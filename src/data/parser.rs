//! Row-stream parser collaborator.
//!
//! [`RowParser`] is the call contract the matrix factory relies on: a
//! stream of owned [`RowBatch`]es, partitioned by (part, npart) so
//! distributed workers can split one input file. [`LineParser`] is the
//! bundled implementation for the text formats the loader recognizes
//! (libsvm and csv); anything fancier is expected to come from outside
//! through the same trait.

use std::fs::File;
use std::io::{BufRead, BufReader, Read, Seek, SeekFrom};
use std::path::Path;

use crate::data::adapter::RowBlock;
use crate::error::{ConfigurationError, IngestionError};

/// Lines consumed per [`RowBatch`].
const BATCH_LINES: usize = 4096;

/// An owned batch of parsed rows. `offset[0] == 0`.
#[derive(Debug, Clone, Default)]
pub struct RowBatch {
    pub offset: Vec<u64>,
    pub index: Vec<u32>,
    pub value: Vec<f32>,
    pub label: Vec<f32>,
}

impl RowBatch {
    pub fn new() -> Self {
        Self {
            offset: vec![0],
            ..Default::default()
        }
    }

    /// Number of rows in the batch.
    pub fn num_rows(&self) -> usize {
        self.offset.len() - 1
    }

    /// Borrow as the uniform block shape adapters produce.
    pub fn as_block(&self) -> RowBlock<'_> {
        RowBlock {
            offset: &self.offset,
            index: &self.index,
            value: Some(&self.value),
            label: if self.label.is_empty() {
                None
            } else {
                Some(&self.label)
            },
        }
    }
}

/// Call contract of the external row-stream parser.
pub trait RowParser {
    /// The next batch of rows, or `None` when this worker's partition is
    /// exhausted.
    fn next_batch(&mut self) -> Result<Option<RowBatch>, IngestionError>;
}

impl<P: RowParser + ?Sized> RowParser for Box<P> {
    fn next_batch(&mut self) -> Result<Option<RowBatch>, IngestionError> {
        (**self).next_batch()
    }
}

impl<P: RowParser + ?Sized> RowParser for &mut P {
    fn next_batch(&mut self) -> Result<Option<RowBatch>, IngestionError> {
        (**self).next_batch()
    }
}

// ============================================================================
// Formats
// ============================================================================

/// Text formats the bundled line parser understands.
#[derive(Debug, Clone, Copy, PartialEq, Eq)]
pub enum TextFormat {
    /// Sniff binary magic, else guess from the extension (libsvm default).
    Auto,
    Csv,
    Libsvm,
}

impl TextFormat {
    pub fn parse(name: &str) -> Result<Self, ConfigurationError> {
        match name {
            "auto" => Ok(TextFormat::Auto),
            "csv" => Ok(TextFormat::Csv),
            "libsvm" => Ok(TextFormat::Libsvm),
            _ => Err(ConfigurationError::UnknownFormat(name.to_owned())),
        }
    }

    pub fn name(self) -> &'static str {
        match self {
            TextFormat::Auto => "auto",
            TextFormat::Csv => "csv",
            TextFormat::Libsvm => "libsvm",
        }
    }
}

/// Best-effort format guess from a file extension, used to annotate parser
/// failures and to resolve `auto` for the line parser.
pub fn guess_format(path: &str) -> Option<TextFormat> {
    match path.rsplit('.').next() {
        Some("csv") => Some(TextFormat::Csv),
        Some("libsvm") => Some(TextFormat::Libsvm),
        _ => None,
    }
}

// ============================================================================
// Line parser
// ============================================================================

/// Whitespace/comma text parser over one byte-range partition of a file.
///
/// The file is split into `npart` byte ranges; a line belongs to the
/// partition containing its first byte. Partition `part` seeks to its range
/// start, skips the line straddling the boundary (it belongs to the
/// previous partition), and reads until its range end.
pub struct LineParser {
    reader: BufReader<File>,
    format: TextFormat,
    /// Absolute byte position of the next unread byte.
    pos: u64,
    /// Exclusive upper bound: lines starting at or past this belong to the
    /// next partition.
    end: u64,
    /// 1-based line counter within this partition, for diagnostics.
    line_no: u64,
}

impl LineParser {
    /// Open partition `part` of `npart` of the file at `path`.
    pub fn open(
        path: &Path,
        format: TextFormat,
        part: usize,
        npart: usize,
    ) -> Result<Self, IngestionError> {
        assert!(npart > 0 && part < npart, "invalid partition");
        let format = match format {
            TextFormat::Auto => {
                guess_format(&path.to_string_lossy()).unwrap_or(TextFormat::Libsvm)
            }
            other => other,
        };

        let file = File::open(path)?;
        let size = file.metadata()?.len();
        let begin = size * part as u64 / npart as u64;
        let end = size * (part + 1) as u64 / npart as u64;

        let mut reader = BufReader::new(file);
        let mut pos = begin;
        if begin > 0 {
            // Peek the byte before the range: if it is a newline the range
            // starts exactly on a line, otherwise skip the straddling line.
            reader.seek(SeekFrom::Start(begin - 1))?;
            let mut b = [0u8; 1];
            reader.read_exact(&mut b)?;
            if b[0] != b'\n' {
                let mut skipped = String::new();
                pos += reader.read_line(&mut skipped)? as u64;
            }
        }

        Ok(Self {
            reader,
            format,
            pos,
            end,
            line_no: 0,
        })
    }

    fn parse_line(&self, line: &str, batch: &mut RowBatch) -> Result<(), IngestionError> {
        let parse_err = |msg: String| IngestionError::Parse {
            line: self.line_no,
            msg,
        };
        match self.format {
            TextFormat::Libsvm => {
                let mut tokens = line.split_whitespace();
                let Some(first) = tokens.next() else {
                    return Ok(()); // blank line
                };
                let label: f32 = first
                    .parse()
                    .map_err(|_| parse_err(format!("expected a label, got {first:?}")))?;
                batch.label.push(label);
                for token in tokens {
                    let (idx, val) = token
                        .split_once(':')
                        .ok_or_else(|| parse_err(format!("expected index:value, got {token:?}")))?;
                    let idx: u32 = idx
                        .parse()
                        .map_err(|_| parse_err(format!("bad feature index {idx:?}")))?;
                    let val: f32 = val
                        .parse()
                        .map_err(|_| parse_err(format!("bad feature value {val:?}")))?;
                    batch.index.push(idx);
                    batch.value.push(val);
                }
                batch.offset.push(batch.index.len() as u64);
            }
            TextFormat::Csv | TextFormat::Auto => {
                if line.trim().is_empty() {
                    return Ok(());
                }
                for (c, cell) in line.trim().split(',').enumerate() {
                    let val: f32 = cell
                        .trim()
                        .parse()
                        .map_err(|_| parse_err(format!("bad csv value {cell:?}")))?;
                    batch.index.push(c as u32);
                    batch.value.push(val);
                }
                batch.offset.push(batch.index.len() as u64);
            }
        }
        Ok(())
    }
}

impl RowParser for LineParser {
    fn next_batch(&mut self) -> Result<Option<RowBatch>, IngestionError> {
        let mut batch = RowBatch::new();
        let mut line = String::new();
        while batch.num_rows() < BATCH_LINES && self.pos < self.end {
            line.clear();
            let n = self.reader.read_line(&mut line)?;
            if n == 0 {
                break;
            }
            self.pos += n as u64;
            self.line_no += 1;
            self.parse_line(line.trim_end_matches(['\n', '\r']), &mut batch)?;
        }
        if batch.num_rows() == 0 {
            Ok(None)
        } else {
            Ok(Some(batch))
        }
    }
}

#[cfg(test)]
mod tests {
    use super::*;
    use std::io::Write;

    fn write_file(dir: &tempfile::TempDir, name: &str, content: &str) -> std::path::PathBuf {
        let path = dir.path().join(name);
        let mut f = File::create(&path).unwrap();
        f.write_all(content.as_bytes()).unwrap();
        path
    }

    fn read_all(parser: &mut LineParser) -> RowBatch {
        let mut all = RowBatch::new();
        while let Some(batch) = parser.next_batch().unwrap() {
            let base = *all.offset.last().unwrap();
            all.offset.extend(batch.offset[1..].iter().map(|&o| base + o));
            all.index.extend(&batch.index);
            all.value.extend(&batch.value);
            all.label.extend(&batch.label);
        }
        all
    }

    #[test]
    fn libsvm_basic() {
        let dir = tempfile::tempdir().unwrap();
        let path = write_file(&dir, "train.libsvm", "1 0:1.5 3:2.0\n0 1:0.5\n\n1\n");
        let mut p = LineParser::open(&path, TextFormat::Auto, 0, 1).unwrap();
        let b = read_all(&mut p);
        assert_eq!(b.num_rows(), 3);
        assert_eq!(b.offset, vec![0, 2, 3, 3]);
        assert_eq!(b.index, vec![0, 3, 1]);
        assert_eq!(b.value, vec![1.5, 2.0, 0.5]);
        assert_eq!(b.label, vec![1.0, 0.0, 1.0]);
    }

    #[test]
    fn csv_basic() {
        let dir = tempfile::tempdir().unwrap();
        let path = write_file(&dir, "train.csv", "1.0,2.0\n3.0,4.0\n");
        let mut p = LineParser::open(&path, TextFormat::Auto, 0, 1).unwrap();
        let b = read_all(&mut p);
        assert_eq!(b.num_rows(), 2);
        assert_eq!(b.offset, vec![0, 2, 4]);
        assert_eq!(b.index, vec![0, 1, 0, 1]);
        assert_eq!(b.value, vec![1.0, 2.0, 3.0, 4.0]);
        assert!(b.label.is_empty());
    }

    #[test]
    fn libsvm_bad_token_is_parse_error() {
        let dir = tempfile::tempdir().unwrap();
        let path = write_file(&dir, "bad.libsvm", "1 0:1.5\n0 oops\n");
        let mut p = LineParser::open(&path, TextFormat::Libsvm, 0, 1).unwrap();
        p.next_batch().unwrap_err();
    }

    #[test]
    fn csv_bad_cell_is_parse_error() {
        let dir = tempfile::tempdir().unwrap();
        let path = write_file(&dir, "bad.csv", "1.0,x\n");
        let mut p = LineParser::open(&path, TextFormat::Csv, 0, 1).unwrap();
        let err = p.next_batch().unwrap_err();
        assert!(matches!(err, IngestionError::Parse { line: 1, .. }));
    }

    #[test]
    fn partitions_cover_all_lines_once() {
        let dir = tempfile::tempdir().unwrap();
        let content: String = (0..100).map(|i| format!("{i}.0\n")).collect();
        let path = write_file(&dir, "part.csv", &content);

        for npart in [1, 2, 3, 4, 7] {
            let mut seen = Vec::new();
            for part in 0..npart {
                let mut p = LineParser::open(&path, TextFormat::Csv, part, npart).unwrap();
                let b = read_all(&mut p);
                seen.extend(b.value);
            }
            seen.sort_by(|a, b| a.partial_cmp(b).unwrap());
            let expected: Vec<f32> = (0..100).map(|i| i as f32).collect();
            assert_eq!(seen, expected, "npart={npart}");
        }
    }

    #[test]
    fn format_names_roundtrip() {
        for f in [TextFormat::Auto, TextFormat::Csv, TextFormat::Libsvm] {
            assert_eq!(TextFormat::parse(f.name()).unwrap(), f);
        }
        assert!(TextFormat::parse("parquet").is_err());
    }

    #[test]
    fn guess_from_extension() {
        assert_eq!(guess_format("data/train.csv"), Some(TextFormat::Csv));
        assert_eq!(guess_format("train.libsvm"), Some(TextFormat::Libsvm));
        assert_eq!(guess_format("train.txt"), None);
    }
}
------------------------------------------------
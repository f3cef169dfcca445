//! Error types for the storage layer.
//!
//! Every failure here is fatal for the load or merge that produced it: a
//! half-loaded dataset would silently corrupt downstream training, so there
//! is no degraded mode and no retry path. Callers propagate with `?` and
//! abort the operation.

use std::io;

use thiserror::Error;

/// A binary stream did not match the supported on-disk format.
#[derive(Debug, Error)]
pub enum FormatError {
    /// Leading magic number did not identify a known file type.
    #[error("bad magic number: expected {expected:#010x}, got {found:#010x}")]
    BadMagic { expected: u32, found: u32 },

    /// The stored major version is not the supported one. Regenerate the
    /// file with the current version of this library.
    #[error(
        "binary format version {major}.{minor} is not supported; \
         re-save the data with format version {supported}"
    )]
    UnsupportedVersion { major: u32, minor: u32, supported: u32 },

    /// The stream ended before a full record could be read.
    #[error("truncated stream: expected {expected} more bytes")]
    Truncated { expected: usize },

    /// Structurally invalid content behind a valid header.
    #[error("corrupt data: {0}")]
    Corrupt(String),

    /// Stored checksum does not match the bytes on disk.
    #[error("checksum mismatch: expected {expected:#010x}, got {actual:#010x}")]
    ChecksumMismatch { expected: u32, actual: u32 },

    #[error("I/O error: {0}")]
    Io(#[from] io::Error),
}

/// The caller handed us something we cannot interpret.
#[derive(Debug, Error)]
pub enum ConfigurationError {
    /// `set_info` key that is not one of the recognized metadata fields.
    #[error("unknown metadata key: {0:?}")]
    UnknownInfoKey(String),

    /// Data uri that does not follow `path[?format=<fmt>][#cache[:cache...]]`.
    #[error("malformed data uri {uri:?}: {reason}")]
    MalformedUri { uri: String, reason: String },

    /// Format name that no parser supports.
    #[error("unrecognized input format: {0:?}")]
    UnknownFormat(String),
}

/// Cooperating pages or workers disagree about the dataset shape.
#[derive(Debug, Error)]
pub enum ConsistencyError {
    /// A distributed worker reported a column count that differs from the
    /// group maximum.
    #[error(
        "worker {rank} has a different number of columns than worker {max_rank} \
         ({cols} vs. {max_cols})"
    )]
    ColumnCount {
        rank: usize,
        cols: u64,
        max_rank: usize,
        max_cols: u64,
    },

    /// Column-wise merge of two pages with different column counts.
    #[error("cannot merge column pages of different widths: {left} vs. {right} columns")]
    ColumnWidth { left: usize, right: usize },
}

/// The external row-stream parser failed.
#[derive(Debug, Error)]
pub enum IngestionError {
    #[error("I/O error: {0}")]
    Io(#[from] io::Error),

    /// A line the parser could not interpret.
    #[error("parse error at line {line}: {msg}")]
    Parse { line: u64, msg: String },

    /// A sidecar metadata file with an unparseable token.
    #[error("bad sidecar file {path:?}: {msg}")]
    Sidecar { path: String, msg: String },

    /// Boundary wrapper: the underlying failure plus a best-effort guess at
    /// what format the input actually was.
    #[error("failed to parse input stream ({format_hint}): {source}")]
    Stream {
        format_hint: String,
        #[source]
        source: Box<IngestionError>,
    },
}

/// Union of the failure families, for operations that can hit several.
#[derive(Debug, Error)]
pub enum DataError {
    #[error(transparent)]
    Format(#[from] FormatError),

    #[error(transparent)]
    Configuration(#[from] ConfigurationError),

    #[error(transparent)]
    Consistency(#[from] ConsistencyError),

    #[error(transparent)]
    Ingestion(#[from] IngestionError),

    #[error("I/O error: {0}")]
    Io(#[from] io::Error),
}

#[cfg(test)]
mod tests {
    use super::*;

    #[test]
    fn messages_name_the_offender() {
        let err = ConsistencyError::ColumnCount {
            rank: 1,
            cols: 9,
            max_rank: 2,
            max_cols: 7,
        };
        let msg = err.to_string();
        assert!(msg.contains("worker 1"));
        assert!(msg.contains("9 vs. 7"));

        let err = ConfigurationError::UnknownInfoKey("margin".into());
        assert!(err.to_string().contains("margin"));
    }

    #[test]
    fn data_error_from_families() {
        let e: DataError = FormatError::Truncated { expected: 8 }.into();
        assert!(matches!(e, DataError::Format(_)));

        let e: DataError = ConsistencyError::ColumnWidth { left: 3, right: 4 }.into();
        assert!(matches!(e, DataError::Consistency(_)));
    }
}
------------------------------------------------
• _INSTRUCTIONS TO FOLLOW_
Examine the listing above and state the number of lines that contain the word "contract", with no further remarks.

• _EXPECTED ANSWER_
2